The meetings of the Federal Reserve and Bank of England produced no major surprises. Both banks kept rates on hold as expected and removed from their forward guidance any reference to the potential need for further tightening (even if two members of the BOE did still vote for a rate rise).
However, both central banks held back from endorsing the market’s belief that rate cuts are in the offing sooner rather than later. Instead, they said they needed to see further confirmation that inflation is heading back down to 2% on a sustainable basis before starting to cut rates. The Fed went as far as to say that it did not expect to lower rates in March.
The European Central Bank also took a similar line the previous week and all three central banks are once again basically singing from the same hymn sheet. Rates do look set to be cut significantly over the coming year but not before April or May.
The market is pricing in rates falling by year-end by around 1.25% in the US and Eurozone and 1.0% in the UK. This continues to look a bit on the optimistic side, particularly in the US following Friday’s unexpectedly strong labour market report. Payrolls rose in January by close to double the amount forecast, gains in previous months were revised up significantly and wages surprised on the upside.
Last week’s numbers were also a tad stronger than expected in the Eurozone. GDP was flat in the fourth quarter whereas the economy had been expected to slip into recession. Core inflation also fell a bit less than forecast, edging down to 2.8% from 2.9%.
In the UK, house prices posted an unexpected gain in January with the Halifax index rising 0.7% over the month. This left prices down only a modest 0.2% on a year earlier. The other news came from the Chancellor who played down the scope for tax cuts in the Budget on 6 March, saying any cuts would likely be smaller than the £20bn announced in November.
Politics also reared its head in the US. Most of the time, the actions of the Fed are much more important for markets than those of the President, suggesting the November elections are not as critical as generally thought. But this week Trump said he would sack Fed Chair Powell if he wins, upping their relevance to investors.

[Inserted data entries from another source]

//! Generic dispatch bridge.
//!
//! Turns an HTTP request rooted at a supervisor's path segment into an
//! `EntityRequest` addressed to that supervisor, waits (bounded) for the
//! reply and hands it back. The bridge keeps no session state; which entity
//! answers is decided by the supervisor from the remaining path.

use std::collections::HashMap;
use std::sync::{Arc, Mutex};

use axum::http::{Method, StatusCode};
use ntsc_protocol::SessionKind;
use serde_json::Value;
use tokio::sync::mpsc;
use tokio::task::JoinHandle;
use tracing::{error, info, warn};

use crate::cluster::ClusterContext;
use crate::error::{SessionError, SessionResult};
use crate::persistence::PersistCommand;
use crate::provisioner::Provisioner;
use crate::proxy::ProxyClient;
use crate::supervisor::SupervisorHandle;

/// A request addressed to a supervisor or one of its workers.
#[derive(Debug, Clone)]
pub struct EntityRequest {
    pub method: Method,
    /// Segments after the addressed entity, e.g. `["<id>", "logs"]` at a
    /// supervisor or `["logs"]` at a worker
    pub path: Vec<String>,
    pub body: Value,
}

impl EntityRequest {
    pub fn new(method: Method, path: &str, body: Value) -> Self {
        Self {
            method,
            path: split_path(path),
            body,
        }
    }
}

/// Response produced by the addressed entity.
#[derive(Debug, Clone, PartialEq)]
pub struct EntityReply {
    pub status: StatusCode,
    pub body: Value,
}

impl EntityReply {
    pub fn ok(body: Value) -> Self {
        Self {
            status: StatusCode::OK,
            body,
        }
    }

    pub fn created(body: Value) -> Self {
        Self {
            status: StatusCode::CREATED,
            body,
        }
    }
}

pub fn split_path(path: &str) -> Vec<String> {
    path.split('/')
        .filter(|segment| !segment.is_empty())
        .map(str::to_string)
        .collect()
}

/// Addressing table from path segment to supervisor, built once at startup.
pub struct Dispatcher {
    supervisors: HashMap<SessionKind, SupervisorHandle>,
    tasks: Mutex<Vec<JoinHandle<()>>>,
}

impl Dispatcher {
    pub fn new(handles: impl IntoIterator<Item = SupervisorHandle>) -> Self {
        let supervisors = handles
            .into_iter()
            .map(|handle| (handle.kind(), handle))
            .collect();
        Self {
            supervisors,
            tasks: Mutex::new(Vec::new()),
        }
    }

    /// Spawn one supervisor per session kind.
    pub fn start(
        ctx: Arc<ClusterContext>,
        persist_tx: mpsc::Sender<PersistCommand>,
        proxy: ProxyClient,
        provisioner: Arc<dyn Provisioner>,
    ) -> Self {
        let mut handles = Vec::with_capacity(SessionKind::ALL.len());
        let mut tasks = Vec::with_capacity(SessionKind::ALL.len());
        for kind in SessionKind::ALL {
            let (handle, task) = SupervisorHandle::spawn(
                ctx.descriptor(kind),
                persist_tx.clone(),
                proxy.clone(),
                provisioner.clone(),
            );
            info!(
                component = "dispatch",
                event = "supervisor.registered",
                kind = %kind,
                path = %kind.path_segment(),
            );
            handles.push(handle);
            tasks.push(task);
        }
        Self {
            tasks: Mutex::new(tasks),
            ..Self::new(handles)
        }
    }

    pub fn resolve(&self, segment: &str) -> Option<&SupervisorHandle> {
        SessionKind::from_path_segment(segment).and_then(|kind| self.supervisors.get(&kind))
    }

    /// Forward `request` to the supervisor mounted at `segment`.
    ///
    /// On timeout the wait is abandoned; the target may still finish the
    /// work and its late reply is dropped.
    pub async fn dispatch(&self, segment: &str, request: EntityRequest) -> SessionResult<EntityReply> {
        let Some(supervisor) = self.resolve(segment) else {
            // Every kind registers at startup, so this is a wiring fault
            error!(
                component = "dispatch",
                event = "dispatch.unresolved",
                segment = %segment,
            );
            return Err(SessionError::NotFound(format!("/{segment}")));
        };

        let timeout = supervisor.dispatch_timeout();
        match tokio::time::timeout(timeout, supervisor.route(request)).await {
            Ok(result) => result,
            Err(_) => {
                warn!(
                    component = "dispatch",
                    event = "dispatch.timeout",
                    segment = %segment,
                    timeout_ms = timeout.as_millis() as u64,
                );
                Err(SessionError::DispatchTimeout(timeout))
            }
        }
    }

    /// Drain every supervisor: stop all sessions and wait for them to end.
    pub async fn shutdown(&self) {
        let drains = self
            .supervisors
            .values()
            .map(|supervisor| supervisor.shutdown());
        futures::future::join_all(drains).await;
        let tasks = std::mem::take(&mut *self.tasks.lock().unwrap_or_else(|e| e.into_inner()));
        for task in tasks {
            let _ = task.await;
        }
        info!(component = "dispatch", event = "dispatch.drained");
    }
}

#[cfg(test)]
mod tests {
    use std::time::Duration;

    use ntsc_protocol::SessionState;
    use serde_json::json;

    use super::*;
    use crate::provisioner::testing::{FakeCompute, FakeProvisioner};

    // Persistence and proxy receivers are dropped: workers only log when
    // those intents cannot be delivered.
    fn start(ctx: ClusterContext) -> (Dispatcher, mpsc::UnboundedReceiver<FakeCompute>) {
        let (provisioner, launched) = FakeProvisioner::new();
        let (persist_tx, _) = mpsc::channel(16);
        let (proxy, _) = ProxyClient::channel(16);
        let dispatcher = Dispatcher::start(Arc::new(ctx), persist_tx, proxy, provisioner);
        (dispatcher, launched)
    }

    #[test]
    fn split_path_drops_empty_segments() {
        assert_eq!(split_path("/a//b/"), vec!["a", "b"]);
        assert!(split_path("").is_empty());
    }

    #[tokio::test]
    async fn every_kind_is_addressable() {
        let (dispatcher, _launched) = start(ClusterContext::new("test"));
        for kind in SessionKind::ALL {
            let reply = dispatcher
                .dispatch(kind.path_segment(), EntityRequest::new(Method::GET, "", Value::Null))
                .await
                .unwrap();
            assert_eq!(reply.body, json!([]));
        }
    }

    #[tokio::test]
    async fn unknown_segment_is_not_found() {
        let (dispatcher, _launched) = start(ClusterContext::new("test"));
        let err = dispatcher
            .dispatch("experiments", EntityRequest::new(Method::GET, "", Value::Null))
            .await
            .unwrap_err();
        assert!(matches!(err, SessionError::NotFound(_)));
    }

    #[tokio::test]
    async fn dashboard_long_poll_times_out_without_cancelling() {
        let mut ctx = ClusterContext::new("test");
        ctx.dashboard_timeout = Duration::from_millis(50);
        let (dispatcher, mut launched) = start(ctx);

        let created = dispatcher
            .dispatch("tensorboard", EntityRequest::new(Method::POST, "", Value::Null))
            .await
            .unwrap();
        let id = created.body["id"].as_str().unwrap().to_string();
        let compute = launched.recv().await.unwrap();

        // Never ready, so the wait outlives the bridge timeout
        let err = dispatcher
            .dispatch(
                "tensorboard",
                EntityRequest::new(Method::GET, &format!("{id}/wait"), Value::Null),
            )
            .await
            .unwrap_err();
        assert_eq!(err, SessionError::DispatchTimeout(Duration::from_millis(50)));

        // The session itself is untouched and still progresses
        compute.ready().await;
        let supervisor = dispatcher.resolve("tensorboard").unwrap();
        tokio::time::timeout(Duration::from_secs(5), async {
            loop {
                if let Ok(summary) = supervisor.get(&id).await {
                    if summary.state == SessionState::Running {
                        break;
                    }
                }
                tokio::task::yield_now().await;
            }
        })
        .await
        .expect("session never reached running");
    }

    #[tokio::test]
    async fn shutdown_drains_all_supervisors() {
        let (dispatcher, mut launched) = start(ClusterContext::new("test"));
        for segment in ["commands", "shells"] {
            dispatcher
                .dispatch(segment, EntityRequest::new(Method::POST, "", Value::Null))
                .await
                .unwrap();
        }
        let first = launched.recv().await.unwrap();
        first.ready().await;

        tokio::time::timeout(Duration::from_secs(5), dispatcher.shutdown())
            .await
            .expect("shutdown did not drain");
    }
}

The other big focus was the results of five of the Magnificent Seven tech stocks which were somewhat mixed. However, some disappointment over the results of Microsoft, Alphabet (Google) and Apple was more than compensated by positive surprises from Meta (Facebook) and Amazon. Indeed, Meta saw the largest ever daily gain in market capitalisation with a rise of $200bn, to end the week up 20%.
Overall, the Magnificent Seven ended the week 4% higher and year-to-date have been very much the main driver of the gains in the US market. The elevated valuations of these companies, along with the narrowness of the recent market increases, mean we retain our cautious view on US equities.
At the other end of the spectrum, Chinese stocks resumed their decline last week. The liquidation of Evergrande, the property developer, has been a long time coming and was no real surprise but still refocused attention on the problems still facing the property sector. Sentiment was also not helped by the failure of the authorities as yet to follow through with concrete measures following their recent acknowledgement of the need for further policy support.
Chinese equities look very cheap but just as the expensiveness of the US market is being ignored by investors, so too is the cheapness of the Chinese market. Valuations have in the past proven to be a good indicator of long-term return potential. even while providing little guide to short term market direction.